Standout Ideas from Lesson 8 of the AI Evals Course
Lesson 8: Course Review and Live Coding an Annotation App
Idea 1: You should have AI-in-the-loop, as opposed to being the “human-in-the-loop”. You should drive the AI. You should understand every step of the AI pipeline (as is learned through the process of doing error analysis). As we’ve seen throughout the course, there are strategic opportunities to use LLMs to supplement your analysis, potentially evolving to full automation with routine human validation (e.g. production LLM Judge outputs sampled and reviewed every week).
Idea 2: Provide a detailed prompt when vibe coding an annotation app. Shreya provided the direct path to the trace CSV, an explanation of the CSV and message column structures (content/roles), and the goals/key characteristics of the app and its UI/UX (such as open coding, a progress bar, navigation buttons and a dropdown of previously used annotations).

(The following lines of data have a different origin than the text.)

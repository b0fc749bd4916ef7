//! Scripted service implementations for tests and offline runs.

use super::{Pcm, Recognizer, Responder, Synthesizer, TextStream, TranscriptCandidate, VoiceParams};
use crate::audio::Utterance;
use crate::conversation::ConversationTurn;
use crate::error::BackendError;
use std::collections::VecDeque;
use std::sync::Mutex;
use std::sync::atomic::{AtomicUsize, Ordering};
use std::time::Duration;

fn lock<T>(mutex: &Mutex<T>) -> std::sync::MutexGuard<'_, T> {
    match mutex.lock() {
        Ok(guard) => guard,
        Err(poisoned) => poisoned.into_inner(),
    }
}

/// Recognizer answering from a script, one entry per call.
///
/// Once the script runs out every call fails with `NoSpeech`.
#[derive(Debug, Default)]
pub struct MockRecognizer {
    script: Mutex<VecDeque<Result<(String, f32), BackendError>>>,
    delay: Duration,
    calls: AtomicUsize,
}

impl MockRecognizer {
    pub fn new() -> Self {
        Self::default()
    }

    /// Queue a transcript with full confidence.
    pub fn with_response(self, text: &str) -> Self {
        self.with_scored_response(text, 1.0)
    }

    pub fn with_scored_response(self, text: &str, confidence: f32) -> Self {
        lock(&self.script).push_back(Ok((text.to_string(), confidence)));
        self
    }

    /// Queue a failure.
    pub fn with_failure(self, error: BackendError) -> Self {
        lock(&self.script).push_back(Err(error));
        self
    }

    /// Sleep this long inside every call.
    pub fn with_delay(mut self, delay: Duration) -> Self {
        self.delay = delay;
        self
    }

    pub fn calls(&self) -> usize {
        self.calls.load(Ordering::SeqCst)
    }
}

impl Recognizer for MockRecognizer {
    fn recognize(&self, utterance: &Utterance) -> Result<TranscriptCandidate, BackendError> {
        self.calls.fetch_add(1, Ordering::SeqCst);
        if !self.delay.is_zero() {
            std::thread::sleep(self.delay);
        }
        let next = lock(&self.script).pop_front();
        match next {
            Some(Ok((text, confidence))) => Ok(TranscriptCandidate::new(text, utterance.id())
                .with_confidence(confidence)
                .with_latency(self.delay)),
            Some(Err(e)) => Err(e),
            None => Err(BackendError::NoSpeech),
        }
    }
}

/// A request the responder received.
#[derive(Debug, Clone, PartialEq)]
pub struct ResponseRequest {
    pub user_text: String,
    pub history: Vec<ConversationTurn>,
}

/// Responder streaming scripted replies, one reply per call.
///
/// Once the script runs out every call streams an empty reply.
#[derive(Debug, Default)]
pub struct MockResponder {
    script: Mutex<VecDeque<Result<Vec<Result<String, BackendError>>, BackendError>>>,
    fragment_delay: Duration,
    requests: Mutex<Vec<ResponseRequest>>,
}

impl MockResponder {
    pub fn new() -> Self {
        Self::default()
    }

    /// Queue a reply streamed as the given fragments.
    pub fn with_reply(self, fragments: &[&str]) -> Self {
        let fragments = fragments.iter().map(|f| Ok(f.to_string())).collect();
        lock(&self.script).push_back(Ok(fragments));
        self
    }

    /// Queue a reply whose stream yields these items, errors included.
    pub fn with_stream(self, items: Vec<Result<String, BackendError>>) -> Self {
        lock(&self.script).push_back(Ok(items));
        self
    }

    /// Queue a call that fails before streaming.
    pub fn with_failure(self, error: BackendError) -> Self {
        lock(&self.script).push_back(Err(error));
        self
    }

    /// Sleep this long before yielding each fragment.
    pub fn with_fragment_delay(mut self, delay: Duration) -> Self {
        self.fragment_delay = delay;
        self
    }

    pub fn requests(&self) -> Vec<ResponseRequest> {
        lock(&self.requests).clone()
    }
}

impl Responder for MockResponder {
    fn respond(
        &self,
        history: &[ConversationTurn],
        user_text: &str,
    ) -> Result<TextStream, BackendError> {
        lock(&self.requests).push(ResponseRequest {
            user_text: user_text.to_string(),
            history: history.to_vec(),
        });
        let items = lock(&self.script).pop_front().unwrap_or_else(|| Ok(Vec::new()))?;
        let delay = self.fragment_delay;
        Ok(Box::new(items.into_iter().inspect(move |_| {
            if !delay.is_zero() {
                std::thread::sleep(delay);
            }
        })))
    }
}

/// Synthesizer producing a quiet tone whose length follows the text.
#[derive(Debug)]
pub struct MockSynthesizer {
    sample_rate: u32,
    ms_per_char: u32,
    fail_on: Option<String>,
    calls: Mutex<Vec<String>>,
}

impl MockSynthesizer {
    pub fn new(sample_rate: u32) -> Self {
        Self {
            sample_rate,
            ms_per_char: 10,
            fail_on: None,
            calls: Mutex::new(Vec::new()),
        }
    }

    pub fn with_ms_per_char(mut self, ms: u32) -> Self {
        self.ms_per_char = ms;
        self
    }

    /// Fail with `InvalidVoice` for any text containing `needle`.
    pub fn with_failure_on(mut self, needle: &str) -> Self {
        self.fail_on = Some(needle.to_string());
        self
    }

    /// Texts synthesized so far, in call order.
    pub fn calls(&self) -> Vec<String> {
        lock(&self.calls).clone()
    }
}

impl Synthesizer for MockSynthesizer {
    fn synthesize(&self, text: &str, voice: &VoiceParams) -> Result<Pcm, BackendError> {
        lock(&self.calls).push(text.to_string());
        if let Some(needle) = &self.fail_on
            && text.contains(needle.as_str())
        {
            return Err(BackendError::InvalidVoice(format!(
                "speaker {} cannot say {text:?}",
                voice.speaker
            )));
        }

        let len = text.chars().count() * self.ms_per_char as usize * self.sample_rate as usize / 1000;
        let step = 2.0 * std::f32::consts::PI * 440.0 / self.sample_rate as f32;
        let samples = (0..len).map(|i| ((i as f32 * step).sin() * 4000.0) as i16).collect();
        Ok(Pcm::new(samples, self.sample_rate))
    }
}
//! Microphone capture and device discovery using CPAL.

use crate::audio::source::AudioSource;
use crate::audio::wav::{Resampler, downmix};
use crate::error::{HaloError, Result};
use cpal::traits::{DeviceTrait, HostTrait, StreamTrait};
use std::sync::atomic::{AtomicU64, Ordering};
use std::sync::{Arc, Mutex};

/// Run a closure with stderr temporarily redirected to /dev/null.
///
/// CPAL probing prints ALSA/JACK noise while it tries each backend.
///
/// # Safety
/// Uses `libc::dup`/`libc::dup2` to save and restore file descriptor 2 (stderr).
/// Safe as long as no other thread is concurrently manipulating fd 2.
pub(crate) fn with_suppressed_stderr<F, R>(f: F) -> R
where
    F: FnOnce() -> R,
{
    unsafe {
        let saved_fd = libc::dup(2);
        let devnull = libc::open(c"/dev/null".as_ptr(), libc::O_WRONLY);
        if saved_fd >= 0 && devnull >= 0 {
            libc::dup2(devnull, 2);
            libc::close(devnull);
        }

        let result = f();

        if saved_fd >= 0 {
            libc::dup2(saved_fd, 2);
            libc::close(saved_fd);
        }

        result
    }
}

/// Preferred device names for PipeWire/PulseAudio desktops.
const PREFERRED_DEVICES: &[&str] = &["pipewire", "pulse", "PulseAudio"];

/// Device name patterns that are never a voice device.
const FILTERED_PATTERNS: &[&str] = &["surround", "front:", "rear:", "center:", "side:", "HDMI", "S/PDIF"];

fn should_filter_device(name: &str) -> bool {
    let lower = name.to_lowercase();
    FILTERED_PATTERNS
        .iter()
        .any(|pattern| lower.contains(&pattern.to_lowercase()))
}

fn is_preferred_device(name: &str) -> bool {
    let lower = name.to_lowercase();
    PREFERRED_DEVICES
        .iter()
        .any(|pref| lower.contains(&pref.to_lowercase()))
}

/// Which side of the audio path a device serves.
#[derive(Debug, Clone, Copy, PartialEq, Eq)]
pub enum Direction {
    Input,
    Output,
}

/// List usable devices, marking preferred ones with "\[recommended\]".
pub fn list_devices(direction: Direction) -> Result<Vec<String>> {
    let devices = with_suppressed_stderr(|| {
        let host = cpal::default_host();
        match direction {
            Direction::Input => host.input_devices().map(|d| d.collect::<Vec<_>>()),
            Direction::Output => host.output_devices().map(|d| d.collect::<Vec<_>>()),
        }
    })
    .map_err(|e| HaloError::AudioDevice {
        message: format!("Failed to enumerate devices: {}", e),
    })?;

    let mut names = Vec::new();
    for device in devices {
        if let Ok(name) = device.name() {
            if should_filter_device(&name) {
                continue;
            }
            if is_preferred_device(&name) {
                names.push(format!("{} [recommended]", name));
            } else {
                names.push(name);
            }
        }
    }
    Ok(names)
}

/// Find a device by exact name, or the best default for `direction`.
pub(crate) fn open_device(direction: Direction, name: Option<&str>) -> Result<cpal::Device> {
    with_suppressed_stderr(|| {
        let host = cpal::default_host();
        let devices = match direction {
            Direction::Input => host.input_devices().map(|d| d.collect::<Vec<_>>()),
            Direction::Output => host.output_devices().map(|d| d.collect::<Vec<_>>()),
        }
        .map_err(|e| HaloError::AudioDevice {
            message: format!("Failed to enumerate devices: {}", e),
        })?;

        if let Some(wanted) = name {
            return devices
                .into_iter()
                .find(|dev| dev.name().is_ok_and(|n| n == wanted))
                .ok_or_else(|| HaloError::AudioDeviceNotFound {
                    device: wanted.to_string(),
                });
        }

        if let Some(device) = devices
            .into_iter()
            .find(|dev| dev.name().is_ok_and(|n| is_preferred_device(&n)))
        {
            return Ok(device);
        }

        match direction {
            Direction::Input => host.default_input_device(),
            Direction::Output => host.default_output_device(),
        }
        .ok_or_else(|| HaloError::AudioDeviceNotFound {
            device: "default".to_string(),
        })
    })
}

/// Wrapper for cpal::Stream to make it Send.
///
/// SAFETY: the stream is only touched behind the owning Mutex, from one thread
/// at a time.
pub(crate) struct SendableStream(pub(crate) cpal::Stream);

unsafe impl Send for SendableStream {}

fn to_i16(sample: f32) -> i16 {
    (sample.clamp(-1.0, 1.0) * i16::MAX as f32) as i16
}

/// Microphone source delivering mono i16 at the configured rate.
///
/// Tries i16 mono at the target rate first, then falls back to the device's
/// native configuration with software downmix and resampling.
pub struct CpalAudioSource {
    device: cpal::Device,
    stream: Mutex<Option<SendableStream>>,
    buffer: Arc<Mutex<Vec<i16>>>,
    callback_count: Arc<AtomicU64>,
    sample_rate: u32,
}

impl CpalAudioSource {
    pub fn new(device_name: Option<&str>, sample_rate: u32) -> Result<Self> {
        let device = open_device(Direction::Input, device_name)?;
        Ok(Self {
            device,
            stream: Mutex::new(None),
            buffer: Arc::new(Mutex::new(Vec::new())),
            callback_count: Arc::new(AtomicU64::new(0)),
            sample_rate,
        })
    }

    fn build_preferred_stream(&self) -> Result<cpal::Stream> {
        let config = cpal::StreamConfig {
            channels: 1,
            sample_rate: cpal::SampleRate(self.sample_rate),
            buffer_size: cpal::BufferSize::Default,
        };
        let buffer = Arc::clone(&self.buffer);
        let counter = Arc::clone(&self.callback_count);
        self.device
            .build_input_stream(
                &config,
                move |data: &[i16], _: &cpal::InputCallbackInfo| {
                    counter.fetch_add(1, Ordering::Relaxed);
                    if let Ok(mut buf) = buffer.lock() {
                        buf.extend_from_slice(data);
                    }
                },
                |err| tracing::error!(error = %err, "audio input stream error"),
                None,
            )
            .map_err(|e| HaloError::AudioDevice {
                message: format!("Failed to build input stream: {}", e),
            })
    }

    fn build_native_stream(&self) -> Result<cpal::Stream> {
        use cpal::SampleFormat;

        let default_config =
            self.device
                .default_input_config()
                .map_err(|e| HaloError::AudioDevice {
                    message: format!("Failed to query default input config: {}", e),
                })?;

        let native_rate = default_config.sample_rate().0;
        let channels = default_config.channels() as usize;
        let target_rate = self.sample_rate;
        let stream_config: cpal::StreamConfig = default_config.clone().into();

        tracing::info!(
            channels,
            native_rate,
            format = ?default_config.sample_format(),
            "using native input format, converting in software"
        );

        let buffer = Arc::clone(&self.buffer);
        let counter = Arc::clone(&self.callback_count);
        let mut resampler = Resampler::new(native_rate, target_rate);
        let mut push = move |data: Vec<i16>| {
            counter.fetch_add(1, Ordering::Relaxed);
            let converted = resampler.process(&downmix(&data, channels));
            if let Ok(mut buf) = buffer.lock() {
                buf.extend_from_slice(&converted);
            }
        };

        let built = match default_config.sample_format() {
            SampleFormat::I16 => self.device.build_input_stream(
                &stream_config,
                move |data: &[i16], _: &cpal::InputCallbackInfo| push(data.to_vec()),
                |err| tracing::error!(error = %err, "audio input stream error"),
                None,
            ),
            SampleFormat::F32 => self.device.build_input_stream(
                &stream_config,
                move |data: &[f32], _: &cpal::InputCallbackInfo| {
                    push(data.iter().map(|&s| to_i16(s)).collect())
                },
                |err| tracing::error!(error = %err, "audio input stream error"),
                None,
            ),
            fmt => {
                return Err(HaloError::AudioDevice {
                    message: format!("Unsupported native sample format: {:?}", fmt),
                });
            }
        };
        built.map_err(|e| HaloError::AudioDevice {
            message: format!("Failed to build native input stream: {}", e),
        })
    }
}

impl AudioSource for CpalAudioSource {
    fn start(&mut self) -> Result<()> {
        let mut guard = self.stream.lock().map_err(|e| HaloError::AudioDevice {
            message: format!("Failed to lock stream: {}", e),
        })?;
        if guard.is_some() {
            return Ok(());
        }

        let stream = match self.build_preferred_stream() {
            Ok(stream) => stream,
            Err(e) => {
                tracing::debug!(error = %e, "preferred input format rejected");
                self.build_native_stream()?
            }
        };
        stream.play().map_err(|e| HaloError::AudioDevice {
            message: format!("Failed to start audio stream: {}", e),
        })?;

        // Some PipeWire-ALSA setups accept a non-native config and never call back.
        std::thread::sleep(std::time::Duration::from_millis(200));
        let stream = if self.callback_count.load(Ordering::Relaxed) == 0 {
            drop(stream);
            if let Ok(mut buf) = self.buffer.lock() {
                buf.clear();
            }
            let native = self.build_native_stream()?;
            native.play().map_err(|e| HaloError::AudioDevice {
                message: format!("Failed to start native audio stream: {}", e),
            })?;
            native
        } else {
            stream
        };

        *guard = Some(SendableStream(stream));
        Ok(())
    }

    fn stop(&mut self) -> Result<()> {
        let mut guard = self.stream.lock().map_err(|e| HaloError::AudioDevice {
            message: format!("Failed to lock stream: {}", e),
        })?;
        if let Some(stream) = guard.take() {
            stream.0.pause().map_err(|e| HaloError::AudioDevice {
                message: format!("Failed to stop audio stream: {}", e),
            })?;
        }
        Ok(())
    }

    fn read_samples(&mut self) -> Result<Vec<i16>> {
        let mut buffer = self.buffer.lock().map_err(|e| HaloError::AudioDevice {
            message: format!("Failed to lock audio buffer: {}", e),
        })?;
        Ok(std::mem::take(&mut *buffer))
    }

    fn sample_rate(&self) -> u32 {
        self.sample_rate
    }
}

Shreya asks the LLM to create a plan.md
when coding something for the first time and reviews/provides feedback before finalizing it. You can always follow up with more requirements as you review the plan before executing on it.
Idea 3: Implement heuristics for where the user’s attention should go. One example is semantic and/or keyword highlighting in the displayed trace based on previous annotations. This will help the user more easily identify common failure modes (which supports the core goal: reduce friction! Ease cognitive load!).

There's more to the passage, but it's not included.